[Extracted records]
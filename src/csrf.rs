use sha2::{Digest, Sha256};
use std::env;

// Token issuance/storage lives with the session layer; this module only
// derives and checks the per-subject token that state-changing requests must
// echo back in their `csrf_token` field.

fn secret() -> String {
    env::var("CSRF_SECRET")
        .or_else(|_| env::var("JWT_SECRET"))
        .expect("CSRF_SECRET or JWT_SECRET not set")
}

/// Per-subject CSRF token: hex SHA-256 over `secret:subject`.
pub fn issue(subject: &str) -> String {
    let mut hasher = Sha256::new();
    hasher.update(secret().as_bytes());
    hasher.update(b":");
    hasher.update(subject.as_bytes());
    format!("{:x}", hasher.finalize())
}

/// Check a client-supplied token for the given subject.
pub fn verify(subject: &str, token: &str) -> bool {
    if token.is_empty() {
        return false;
    }
    // Both sides are fixed-length hex digests of a server secret.
    issue(subject) == token
}

#[cfg(test)]
mod tests {
    use super::*;

    fn set_secret() {
        std::env::set_var("CSRF_SECRET", "csrf-unit-test-secret-0123456789!!");
    }

    #[test]
    fn issued_token_verifies() {
        set_secret();
        let token = issue("42");
        assert!(verify("42", &token));
    }

    #[test]
    fn token_is_subject_bound() {
        set_secret();
        let token = issue("42");
        assert!(!verify("43", &token));
    }

    #[test]
    fn garbage_and_empty_tokens_fail() {
        set_secret();
        assert!(!verify("42", ""));
        assert!(!verify("42", "deadbeef"));
    }
}
#[utoipa::path(
    get,
    path = "/api/v1/reviews/list",
    params(
        ("business_id" = i64, Query, description = "Business id"),
        ("page" = Option<i64>, Query, description = "1-based page"),
        ("limit" = Option<i64>, Query, description = "Page size, max 100"),
        ("status" = Option<String>, Query, description = "Elevated only: pending/approved/rejected")
    ),
    responses(
        (status = 200, description = "Reviews for the business"),
        (status = 403, description = "Status filter requires an elevated role"),
        (status = 404, description = "Business not found"),
        (status = 422, description = "Validation failure")
    )
)]
pub async fn list_reviews(
    ident: Option<Identity>,
    state: web::Data<AppState>,
    query: web::Query<RawFields>,
) -> Result<HttpResponse, ApiError> {
    let mut v = Validator::new(&query);
    let business_id = v.require_id("business_id");
    let page = v.optional_int("page", 1, 1, 100_000);
    let limit = v.optional_int("limit", 20, 1, 100);
    let status_param = v.optional_choice("status", &["pending", "approved", "rejected"]);
    v.finish()?;

    // Everyone sees approved reviews; the moderation queue needs a role.
    let status = match status_param.as_deref().and_then(ReviewStatus::parse) {
        None => ReviewStatus::Approved,
        Some(ReviewStatus::Approved) => ReviewStatus::Approved,
        Some(other) => {
            if !elevated(&ident) {
                return Err(ApiError::Forbidden);
            }
            other
        }
    };

    let business = state.repo.get_business(business_id).await?;
    if !Lifecycle::is_active(business.deleted_at) {
        return Err(ApiError::NotFound);
    }
    let (reviews, total) = state.repo.list_reviews(business_id, status, page, limit).await?;
    let mut body = success_body("ok");
    body.insert("reviews".into(), json!(reviews));
    body.insert("total".into(), json!(total));
    body.insert("page".into(), json!(page));
    body.insert("limit".into(), json!(limit));
    Ok(HttpResponse::Ok().json(body))
}

#[utoipa::path(
    post,
    path = "/api/v1/reviews/create",
    responses(
        (status = 201, description = "Review created, pending moderation"),
        (status = 403, description = "CSRF failure"),
        (status = 404, description = "Business not found"),
        (status = 422, description = "Validation failure or duplicate review")
    )
)]
pub async fn create_review(
    ident: Identity,
    state: web::Data<AppState>,
    form: web::Form<RawFields>,
) -> Result<HttpResponse, ApiError> {
    let mut v = Validator::new(&form);
    let business_id = v.require_id("business_id");
    let rating = v.require_int("rating", 1, 5);
    let title = v.require_text("title", 3, 200);
    let comment = v.require_text("comment", 2, 4_000);
    let csrf_token = v.require_text("csrf_token", 1, 128);
    v.finish()?;
    ensure_csrf(&ident, &csrf_token)?;
    if !state.limiter.allow_review(ident.user_id) {
        return Err(ApiError::RateLimited);
    }

    let review = state
        .repo
        .create_review(NewReview {
            business_id,
            user_id: ident.user_id,
            rating: rating as i16,
            title,
            comment,
        })
        .await
        .map_err(|e| match e {
            RepoError::Conflict => {
                ApiError::field("business_id", "you have already reviewed this business")
            }
            other => other.into(),
        })?;
    metrics::increment_counter!("agora_reviews_created_total");
    let mut body = success_body("review submitted for moderation");
    body.insert("review".into(), json!(review));
    Ok(HttpResponse::Created().json(body))
}

#[utoipa::path(
    post,
    path = "/api/v1/admin/reviews/moderate",
    responses(
        (status = 200, description = "Review approved or rejected"),
        (status = 403, description = "Requires an elevated role, or CSRF failure"),
        (status = 404, description = "Review not found"),
        (status = 422, description = "Validation failure or review not pending")
    )
)]
pub async fn moderate_review(
    ident: Identity,
    state: web::Data<AppState>,
    form: web::Form<RawFields>,
) -> Result<HttpResponse, ApiError> {
    ensure_elevated!(ident);
    let mut v = Validator::new(&form);
    let review_id = v.require_id("review_id");
    let action_param = v.require_choice("action", &["approve", "reject"]);
    let csrf_token = v.require_text("csrf_token", 1, 128);
    v.finish()?;
    ensure_csrf(&ident, &csrf_token)?;

    let Some(action) = ModerationAction::parse(&action_param) else {
        return Err(ApiError::field("action", "must be one of: approve, reject"));
    };
    let review = state.repo.moderate_review(review_id, action, ident.user_id).await?;
    metrics::increment_counter!("agora_reviews_moderated_total");
    let mut body = success_body("review moderated");
    body.insert("review".into(), json!(review));
    Ok(HttpResponse::Ok().json(body))
}

// ---------------- Auth / misc -------------------------------------

pub async fn auth_me(ident: Identity) -> Result<HttpResponse, ApiError> {
    let mut body = success_body("ok");
    body.insert("user_id".into(), json!(ident.user_id));
    body.insert("roles".into(), json!(ident.roles));
    body.insert("elevated".into(), json!(ident.is_elevated()));
    Ok(HttpResponse::Ok().json(body))
}

pub async fn auth_csrf(ident: Identity) -> Result<HttpResponse, ApiError> {
    let mut body = success_body("ok");
    body.insert("csrf_token".into(), json!(csrf::issue(&ident.subject())));
    Ok(HttpResponse::Ok().json(body))
}
use crate::auth::Identity;
use crate::error::ApiError;
use crate::models::Id;

/// Ownership and lock metadata of the row a request wants to mutate.
#[derive(Debug, Clone, Copy)]
pub struct MutationTarget {
    pub owner_id: Id,
    pub parent_locked: bool,
}

#[derive(Debug, Clone, Copy, PartialEq, Eq)]
pub enum Denial {
    NotOwner,
    Locked,
}

impl From<Denial> for ApiError {
    fn from(_: Denial) -> Self {
        ApiError::Forbidden
    }
}

/// Ownership/lock policy, applied uniformly across endpoints:
/// elevated roles (moderator, admin) bypass both checks; an owner may mutate
/// their own resource unless its parent is locked.
pub fn authorize_mutation(who: &Identity, target: &MutationTarget) -> Result<(), Denial> {
    if who.is_elevated() {
        return Ok(());
    }
    if target.owner_id != who.user_id {
        return Err(Denial::NotOwner);
    }
    if target.parent_locked {
        return Err(Denial::Locked);
    }
    Ok(())
}

#[cfg(test)]
mod tests {
    use super::*;
    use crate::auth::Role;

    fn user(id: Id) -> Identity {
        Identity { user_id: id, roles: vec![Role::User] }
    }

    fn moderator(id: Id) -> Identity {
        Identity { user_id: id, roles: vec![Role::User, Role::Moderator] }
    }

    #[test]
    fn owner_may_mutate_unlocked() {
        let target = MutationTarget { owner_id: 5, parent_locked: false };
        assert_eq!(authorize_mutation(&user(5), &target), Ok(()));
    }

    #[test]
    fn non_owner_is_denied() {
        let target = MutationTarget { owner_id: 5, parent_locked: false };
        assert_eq!(authorize_mutation(&user(6), &target), Err(Denial::NotOwner));
    }

    #[test]
    fn lock_blocks_owner() {
        let target = MutationTarget { owner_id: 5, parent_locked: true };
        assert_eq!(authorize_mutation(&user(5), &target), Err(Denial::Locked));
    }

    #[test]
    fn elevated_bypasses_ownership_and_lock() {
        let target = MutationTarget { owner_id: 5, parent_locked: true };
        assert_eq!(authorize_mutation(&moderator(9), &target), Ok(()));
    }
}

PROBLEM TO WORK ON ▸ Copy every line of the data above, beginning with the first and ending with the line that contains "echo back in", and give nothing more.

RESPONSE BELOW ▸
filename src/csrf.rs
use sha2::{Digest, Sha256};
use std::env;

// Token issuance/storage lives with the session layer; this module only
// derives and checks the per-subject token that state-changing requests must
// echo back in their `csrf_token` field.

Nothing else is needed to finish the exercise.